**PROMPT:** Every line containing "ReferenceResolver" should be identified and copied from the data below.

**DATASET EXCERPTS:**
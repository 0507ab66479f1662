//! promptloom: compiler for templated LLM prompts.
//!
//! A prompt is plain text with a small template language mixed in. Compiling
//! it against a set of variables yields the conversation a model provider
//! expects: role-tagged messages made of text, image, tool-call and
//! tool-result blocks, plus the configuration declared at the top of the
//! document.
//!
//! Supported syntax:
//! - A leading `---` section with YAML configuration.
//! - `{ expression }` interpolation, with a JavaScript-flavoured expression
//!   language (member access, calls, array/object literals with spreads,
//!   assignment and update operators).
//! - `{#if}` / `{:else if}` / `{:else}` / `{/if}` and
//!   `{#each items as item, index}` / `{:else}` / `{/each}` blocks.
//! - `<message role="...">` and the `<system>`, `<user>`, `<assistant>`,
//!   `<tool>` shorthands; `<content>`, `<text>`, `<image>`; `<tool-call>`.
//! - `<reference prompt="..." />` (or `<ref ... />`), which pulls in another prompt through a host
//!   supplied resolver and splices its messages in place.
//! - `/* comments */` and backslash escapes for literal `{ } < > / * \`.
//!
//! Text outside any message tag is collected into an implicit system
//! message. Compilation is fail-fast: the first problem is returned as a
//! [`CompileError`] with a stable `code`, a message and a source location.
//!
//! ```no_run
//! use promptloom::{compile, CompileContext};
//!
//! # async fn run() -> Result<(), promptloom::CompileError> {
//! let ctx = CompileContext::new().with_var("name", "Ada");
//! let result = compile("<user>Hello {name}!</user>", &ctx).await?;
//! assert_eq!(result.messages.len(), 1);
//! # Ok(())
//! # }
//! ```

mod ast;
mod compiler;
mod config;
mod conversation;
mod error;
mod eval;
mod lexer;
mod parser;
mod reference;
mod scope;
mod value;

use std::fmt;
use std::future::Future;

use indexmap::IndexMap;

pub use ast::*;
pub use conversation::{CompileResult, ContentBlock, Message, MessageRole};
pub use error::{CompileError, ErrorKind, HostError, Result};
pub use lexer::{Span, Token, TokenKind, Tokenizer};
pub use reference::{ReferenceResolver, DEFAULT_MAX_REFERENCE_DEPTH};
pub use value::{Function, Value};

/// Inputs of a compile besides the source: root variables, the reference
/// resolver and how deep references may nest.
#[derive(Clone)]
pub struct CompileContext {
    pub(crate) vars: IndexMap<String, Value>,
    pub(crate) resolver: Option<ReferenceResolver>,
    pub(crate) max_reference_depth: usize,
}

impl CompileContext {
    pub fn new() -> Self {
        Self {
            vars: IndexMap::new(),
            resolver: None,
            max_reference_depth: DEFAULT_MAX_REFERENCE_DEPTH,
        }
    }

    pub fn set_var(&mut self, key: impl Into<String>, value: impl Into<Value>) {
        self.vars.insert(key.into(), value.into());
    }

    pub fn with_var(mut self, key: impl Into<String>, value: impl Into<Value>) -> Self {
        self.set_var(key, value);
        self
    }

    /// Binds a host function callable from expressions.
    pub fn with_function<F>(self, key: impl Into<String>, f: F) -> Self
    where
        F: Fn(&[Value]) -> std::result::Result<Value, HostError> + Send + Sync + 'static,
    {
        self.with_var(key, Value::function(f))
    }

    pub fn with_resolver<F, Fut>(mut self, resolver: F) -> Self
    where
        F: Fn(String) -> Fut + Send + Sync + 'static,
        Fut: Future<Output = std::result::Result<String, HostError>> + Send + 'static,
    {
        self.resolver = Some(reference::resolver(resolver));
        self
    }

    pub fn with_max_reference_depth(mut self, depth: usize) -> Self {
        self.max_reference_depth = depth;
        self
    }

    pub fn vars(&self) -> &IndexMap<String, Value> {
        &self.vars
    }
}

impl Default for CompileContext {
    fn default() -> Self {
        Self::new()
    }
}

impl fmt::Debug for CompileContext {
    fn fmt(&self, f: &mut fmt::Formatter<'_>) -> fmt::Result {
        f.debug_struct("CompileContext")
            .field("vars", &self.vars)
            .field("resolver", &self.resolver.is_some())
            .field("max_reference_depth", &self.max_reference_depth)
            .finish()
    }
}

/// Parses a document without evaluating it.
pub fn parse(source: &str) -> Result<Document> {
    parser::Parser::new(source).parse()
}

/// Parses a single expression, as written between the braces of a mustache.
pub fn parse_expression(source: &str) -> Result<Expr> {
    parser::Parser::expression(source).parse_expr()
}

/// Compiles `source` into a conversation.
pub async fn compile(source: &str, ctx: &CompileContext) -> Result<CompileResult> {
    tracing::debug!(bytes = source.len(), vars = ctx.vars.len(), "compiling prompt");
    let result = compiler::compile_document(
        source,
        ctx.vars.clone(),
        ctx,
        reference::ReferenceChain::default(),
    )
    .await;
    match &result {
        Ok(compiled) => {
            tracing::debug!(messages = compiled.messages.len(), "prompt compiled")
        }
        Err(err) => tracing::debug!(
            code = err.code,
            line = err.location.line,
            column = err.location.column,
            "prompt failed to compile"
        ),
    }
    result
}

#[cfg(test)]
mod tests {
    use super::*;
    use futures::executor::block_on;
    use pretty_assertions::assert_eq;

    fn compile_with(source: &str, ctx: &CompileContext) -> Result<CompileResult> {
        block_on(compile(source, ctx))
    }

    fn messages(source: &str, ctx: &CompileContext) -> Vec<Message> {
        compile_with(source, ctx).unwrap().messages
    }

    fn text(role: MessageRole, value: &str) -> Message {
        Message::new(role, vec![ContentBlock::text(value)])
    }

    #[test]
    fn plain_text_is_a_system_message() {
        let ctx = CompileContext::new();
        assert_eq!(
            messages("  You are a helpful assistant.\n", &ctx),
            vec![text(MessageRole::System, "You are a helpful assistant.")]
        );
        assert_eq!(messages("", &ctx), Vec::<Message>::new());
    }

    #[test]
    fn loose_text_is_flushed_before_messages() {
        let ctx = CompileContext::new().with_var("name", "Ada");
        let source = "Be kind.\n<user>Hi, I am {name}.</user>\nKeep it short.\n<assistant>Hello {name}!</assistant>";
        assert_eq!(
            messages(source, &ctx),
            vec![
                text(MessageRole::System, "Be kind."),
                text(MessageRole::User, "Hi, I am Ada."),
                text(MessageRole::System, "Keep it short."),
                text(MessageRole::Assistant, "Hello Ada!"),
            ]
        );
    }

    #[test]
    fn config_section_is_returned() {
        let ctx = CompileContext::new();
        let result = compile_with("---\nprovider: openai\nmodel: gpt-4o\n---\n<user>hi</user>", &ctx).unwrap();
        assert_eq!(result.config["model"], serde_json::json!("gpt-4o"));
        assert_eq!(result.messages, vec![text(MessageRole::User, "hi")]);
    }

    #[test]
    fn each_concatenates_iterations() {
        let ctx = CompileContext::new().with_var("items", vec!["a", "b"]);
        assert_eq!(
            messages("{#each items as item}{item}{/each}", &ctx),
            vec![text(MessageRole::System, "ab")]
        );
    }

    #[test]
    fn assignments_render_nothing() {
        let ctx = CompileContext::new();
        assert_eq!(
            messages("{count = 1}{count += 1}{count++}{count}", &ctx),
            vec![text(MessageRole::System, "3")]
        );
    }

    #[test]
    fn context_builder_keeps_variables_in_order() {
        let mut ctx = CompileContext::new().with_var("b", 1).with_var("a", "x");
        ctx.set_var("b", true);
        let names: Vec<_> = ctx.vars().keys().map(String::as_str).collect();
        assert_eq!(names, vec!["b", "a"]);
        assert_eq!(ctx.vars()["b"], Value::Bool(true));
    }

    #[test]
    fn host_functions() {
        let ctx = CompileContext::new().with_function("shout", |args| {
            Ok(Value::from(args.iter().map(|a| a.render().to_uppercase()).collect::<Vec<_>>().join(" ")))
        });
        assert_eq!(
            messages("{shout('hi', 2)}", &ctx),
            vec![text(MessageRole::System, "HI 2")]
        );
    }

    #[test]
    fn parse_exposes_the_tree() {
        let document = parse("<user>{name}</user>").unwrap();
        assert_eq!(document.nodes.len(), 1);
        assert!(matches!(&document.nodes[0], Node::Tag(tag) if tag.kind == TagKind::Message(Some(MessageRole::User))));

        let expr = parse_expression("user?.name ?? 'anonymous'").unwrap();
        assert!(matches!(expr.kind, ExprKind::Binary { op: BinaryOp::Nullish, .. }));
    }
}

**PROBLEM SOLUTION:**
pub use reference::{ReferenceResolver, DEFAULT_MAX_REFERENCE_DEPTH};
    pub(crate) resolver: Option<ReferenceResolver>,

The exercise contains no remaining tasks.